▶ _DATA RECORDS_:

=== Section Start ===

//! Command handlers.
//!
//! Each `handle_*` function runs one subcommand, prints its result to stdout
//! and returns the process exit code. The `run_*` functions hold the logic
//! and are reusable without a terminal.

use anyhow::Result;
use std::sync::Arc;
use tokio::task::JoinHandle;
use tracing::{info, warn};
use uuid::Uuid;

use super::commands::{CliArgs, DeployArgs, HistoryArgs, OutputsArgs, PlanArgs, RunsArgs, UnlockArgs};
use super::output::{OutputFormatter, RunSummary, UnlockResult};
use crate::cancellation::CancellationToken;
use crate::config::{LeaseStoreKind, StackflowConfig};
use crate::core::{OutputRecord, RunOutcome};
use crate::errors::{ConfigurationError, ContractErrorInfo, NotFoundError, StackflowError};
use crate::events::LoggingEventSink;
use crate::graph::OrderedWaves;
use crate::orchestrator::{DeploymentPlan, DeploymentRun, FailureMode};
use crate::stacks::ARTIFACT_PARAMETER;
use crate::utils::validate_stack_name;
use crate::utils::validation::ALL_STACKS;

/// The run succeeded.
pub const EXIT_SUCCESS: i32 = 0;
/// An error outside the deployment taxonomy (I/O, driver setup).
pub const EXIT_FAILURE: i32 = 1;
/// At least one stack failed.
pub const EXIT_PARTIAL_FAILURE: i32 = 2;
/// Configuration, cycle, contract or unsatisfied-dependency error.
pub const EXIT_CONFIGURATION: i32 = 3;
/// Another run holds an overlapping lease.
pub const EXIT_CONCURRENT_DEPLOYMENT: i32 = 4;
/// The run was interrupted.
pub const EXIT_CANCELLED: i32 = 130;

/// Maps a run outcome to an exit code.
pub fn exit_code_for_outcome(outcome: RunOutcome) -> i32 {
    match outcome {
        RunOutcome::Succeeded => EXIT_SUCCESS,
        RunOutcome::PartialFailure => EXIT_PARTIAL_FAILURE,
        RunOutcome::Aborted => EXIT_CONFIGURATION,
        RunOutcome::Cancelled => EXIT_CANCELLED,
    }
}

/// Maps a library error to an exit code.
pub fn exit_code_for_error(error: &StackflowError) -> i32 {
    match error {
        StackflowError::Configuration(_)
        | StackflowError::Cycle(_)
        | StackflowError::UnsatisfiedDependency(_)
        | StackflowError::ContractViolation(_) => EXIT_CONFIGURATION,
        StackflowError::ConcurrentDeployment(_) => EXIT_CONCURRENT_DEPLOYMENT,
        _ => EXIT_FAILURE,
    }
}

/// Loads the configuration named on the command line and applies overrides.
///
/// `--state-dir` wins over `STACKFLOW_STATE_DIR`, which wins over the file.
pub fn load_config(cli: &CliArgs) -> Result<StackflowConfig> {
    let mut config = StackflowConfig::from_file(&cli.config).map_err(StackflowError::from)?;
    config.apply_env_overrides();
    if let Some(ref dir) = cli.state_dir {
        config = config.with_state_dir(dir);
    }
    Ok(config)
}

/// Runs `stackflow deploy`.
pub async fn handle_deploy(cli: &CliArgs, args: &DeployArgs) -> i32 {
    let formatter = OutputFormatter::new(cli.format.into());
    let result = match load_config(cli) {
        Ok(config) => run_deploy(config, args).await,
        Err(e) => Err(e),
    };
    finish(&formatter, result, OutputFormatter::format_run, |run| {
        exit_code_for_outcome(run.outcome)
    })
}

/// Runs `stackflow plan`.
pub fn handle_plan(cli: &CliArgs, args: &PlanArgs) -> i32 {
    let formatter = OutputFormatter::new(cli.format.into());
    let result = load_config(cli).and_then(|config| run_plan(&config, &args.stacks));
    finish(&formatter, result, OutputFormatter::format_plan, |_| EXIT_SUCCESS)
}

/// Runs `stackflow outputs`.
pub async fn handle_outputs(cli: &CliArgs, args: &OutputsArgs) -> i32 {
    let formatter = OutputFormatter::new(cli.format.into());
    let result = match load_config(cli) {
        Ok(config) => run_outputs(&config, args.stack.as_deref()).await,
        Err(e) => Err(e),
    };
    finish(&formatter, result, |f, records| f.format_records(records), |_| EXIT_SUCCESS)
}

/// Runs `stackflow history`.
pub async fn handle_history(cli: &CliArgs, args: &HistoryArgs) -> i32 {
    let formatter = OutputFormatter::new(cli.format.into());
    let result = match load_config(cli) {
        Ok(config) => run_history(&config, &args.stack, &args.key).await,
        Err(e) => Err(e),
    };
    finish(&formatter, result, |f, records| f.format_records(records), |_| EXIT_SUCCESS)
}

/// Runs `stackflow unlock`.
pub fn handle_unlock(cli: &CliArgs, args: &UnlockArgs) -> i32 {
    let formatter = OutputFormatter::new(cli.format.into());
    let result = load_config(cli).and_then(|config| run_unlock(&config, &args.stacks));
    finish(&formatter, result, |f, results| f.format_unlock(results), |_| EXIT_SUCCESS)
}

/// Runs `stackflow runs`.
pub async fn handle_runs(cli: &CliArgs, args: &RunsArgs) -> i32 {
    let formatter = OutputFormatter::new(cli.format.into());
    let config = match load_config(cli) {
        Ok(config) => config,
        Err(e) => return report(&formatter, &e),
    };

    if args.latest || args.run_id.is_some() {
        let result = run_show_run(&config, args.run_id.as_deref()).await;
        finish(&formatter, result, OutputFormatter::format_run, |_| EXIT_SUCCESS)
    } else {
        let result = run_list_runs(&config).await;
        finish(&formatter, result, |f, runs| f.format_runs(runs), |_| EXIT_SUCCESS)
    }
}

fn finish<T>(
    formatter: &OutputFormatter,
    result: Result<T>,
    render: impl Fn(&OutputFormatter, &T) -> Result<String>,
    exit_code: impl Fn(&T) -> i32,
) -> i32 {
    match result.and_then(|value| render(formatter, &value).map(|text| (text, exit_code(&value)))) {
        Ok((text, code)) => {
            println!("{text}");
            code
        }
        Err(e) => report(formatter, &e),
    }
}

fn report(formatter: &OutputFormatter, error: &anyhow::Error) -> i32 {
    if let Some(e) = error.downcast_ref::<StackflowError>() {
        eprintln!("{}", formatter.format_error(e));
        exit_code_for_error(e)
    } else {
        eprintln!("Error: {error:#}");
        EXIT_FAILURE
    }
}

/// Deploys `args.stacks` with the configured orchestrator.
///
/// Ctrl-C cancels the run: in-flight stacks finish, the rest are skipped.
pub async fn run_deploy(mut config: StackflowConfig, args: &DeployArgs) -> Result<DeploymentRun> {
    if args.continue_independent {
        config.orchestrator.failure_mode = FailureMode::ContinueIndependent;
    }
    if let Some(concurrency) = args.concurrency {
        if concurrency == 0 {
            return Err(StackflowError::from(ConfigurationError::new("--concurrency must be at least 1")).into());
        }
        config.orchestrator.max_concurrency = concurrency;
    }

    let artifact = args.artifact.as_deref().map(str::trim).filter(|a| !a.is_empty());
    let waves = config.waves(artifact)?;
    let plan = DeploymentPlan::new(&waves, Some(args.stacks.as_slice())).map_err(StackflowError::from)?;
    require_artifact(&waves, &plan)?;

    let orchestrator = config
        .build_orchestrator()
        .await?
        .with_event_sink(Arc::new(LoggingEventSink::default()));

    let cancellation = Arc::new(CancellationToken::new());
    let interrupt = watch_interrupt(Arc::clone(&cancellation));
    let result = orchestrator
        .deploy_with_cancellation(&waves, Some(args.stacks.as_slice()), &cancellation)
        .await;
    interrupt.abort();

    Ok(result?)
}

fn require_artifact(waves: &OrderedWaves, plan: &DeploymentPlan) -> Result<(), StackflowError> {
    let missing: Vec<String> = plan
        .selected()
        .into_iter()
        .filter(|name| {
            waves
                .descriptor(name)
                .and_then(|d| d.parameters.get(ARTIFACT_PARAMETER))
                .is_some_and(|value| value.trim().is_empty())
        })
        .collect();

    if missing.is_empty() {
        return Ok(());
    }
    Err(ConfigurationError::new(format!(
        "Stack(s) {} need an artifact reference",
        missing.join(", ")
    ))
    .with_stacks(missing)
    .with_error_info(
        ContractErrorInfo::new("STACK-002-MISSING_ARTIFACT", "No artifact to deploy")
            .with_fix_hint("Pass --artifact <tag> or set STACKFLOW_ARTIFACT."),
    )
    .into())
}

fn watch_interrupt(token: Arc<CancellationToken>) -> JoinHandle<()> {
    tokio::spawn(async move {
        if tokio::signal::ctrl_c().await.is_ok() {
            warn!("Interrupt received, skipping stacks that have not started");
            token.cancel("interrupted");
        }
    })
}

/// Plans a deployment of `stacks` without calling the driver.
pub fn run_plan(config: &StackflowConfig, stacks: &[String]) -> Result<DeploymentPlan> {
    let waves = config.waves(None)?;
    Ok(DeploymentPlan::new(&waves, Some(stacks)).map_err(StackflowError::from)?)
}

/// Returns the latest records of one stack, or of every stack.
pub async fn run_outputs(config: &StackflowConfig, stack: Option<&str>) -> Result<Vec<OutputRecord>> {
    let registry = config.open_registry().await?;
    match stack {
        Some(stack) => Ok(registry.outputs_of(stack).await),
        None => {
            let snapshot = registry.snapshot().await;
            let mut records = Vec::with_capacity(snapshot.len());
            for stack in snapshot.stacks() {
                records.extend(registry.outputs_of(stack).await);
            }
            Ok(records)
        }
    }
}

/// Returns every version of one output, oldest first.
pub async fn run_history(config: &StackflowConfig, stack: &str, key: &str) -> Result<Vec<OutputRecord>> {
    let registry = config.open_registry().await?;
    let history = registry.history(stack, key).await;
    if history.is_empty() {
        return Err(StackflowError::from(NotFoundError::new(stack, key)).into());
    }
    Ok(history)
}

/// Summarizes every archived run, oldest first.
pub async fn run_list_runs(config: &StackflowConfig) -> Result<Vec<RunSummary>> {
    let journal = config.journal();
    let mut summaries = Vec::new();
    for run_id in journal.list().await? {
        match journal.load(run_id).await {
            Ok(run) => summaries.push(RunSummary::from(&run)),
            Err(e) => warn!(run_id = %run_id, error = %e, "Skipping unreadable run archive"),
        }
    }
    Ok(summaries)
}

/// Loads one archived run, or the most recent one when `run_id` is `None`.
pub async fn run_show_run(config: &StackflowConfig, run_id: Option<&str>) -> Result<DeploymentRun> {
    let journal = config.journal();
    match run_id {
        Some(raw) => {
            let id = Uuid::parse_str(raw).map_err(|e| {
                StackflowError::from(ConfigurationError::new(format!("Invalid run id '{raw}': {e}")))
            })?;
            Ok(journal.load(id).await?)
        }
        None => journal
            .latest()
            .await?
            .ok_or_else(|| anyhow::anyhow!("No runs archived in {}", journal.dir().display())),
    }
}

/// Force-releases the leases of `stacks` (or every configured stack).
pub fn run_unlock(config: &StackflowConfig, stacks: &[String]) -> Result<Vec<UnlockResult>> {
    if config.orchestrator.lease_store == LeaseStoreKind::Memory {
        warn!("In-memory leases do not outlive a process, nothing to unlock");
    }

    let names: Vec<String> = if stacks.iter().any(|s| s == ALL_STACKS) {
        config.descriptors(None).map_err(StackflowError::from)?.into_iter().map(|d| d.name).collect()
    } else {
        for stack in stacks {
            validate_stack_name(stack).map_err(StackflowError::from)?;
        }
        stacks.to_vec()
    };

    let leases = config.build_lease_store()?;
    let mut results = Vec::with_capacity(names.len());
    for stack in names {
        let holder = leases.holder(&stack).map(|h| h.run_id.to_string());
        let released = leases.force_release(&stack)?;
        if released {
            info!(stack = %stack, holder = ?holder, "Lease removed");
        }
        results.push(UnlockResult {
            stack,
            released,
            holder,
        });
    }
    Ok(results)
}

=== Section End ===

▶ _WHAT YOU ARE ASKED TO DO_:
Retype only the stretch of lines above starting at the one with "use crate::stacks::ARTIFACT_PARAMETER;" and stopping at the one with "pub const EXIT_CONFIGURATION: i32 = 3;", exactly as written, with both kept.

▶ _SOLUTION TO THIS TASK_:
use crate::stacks::ARTIFACT_PARAMETER;
use crate::utils::validate_stack_name;
use crate::utils::validation::ALL_STACKS;

/// The run succeeded.
pub const EXIT_SUCCESS: i32 = 0;
/// An error outside the deployment taxonomy (I/O, driver setup).
pub const EXIT_FAILURE: i32 = 1;
/// At least one stack failed.
pub const EXIT_PARTIAL_FAILURE: i32 = 2;
/// Configuration, cycle, contract or unsatisfied-dependency error.
pub const EXIT_CONFIGURATION: i32 = 3;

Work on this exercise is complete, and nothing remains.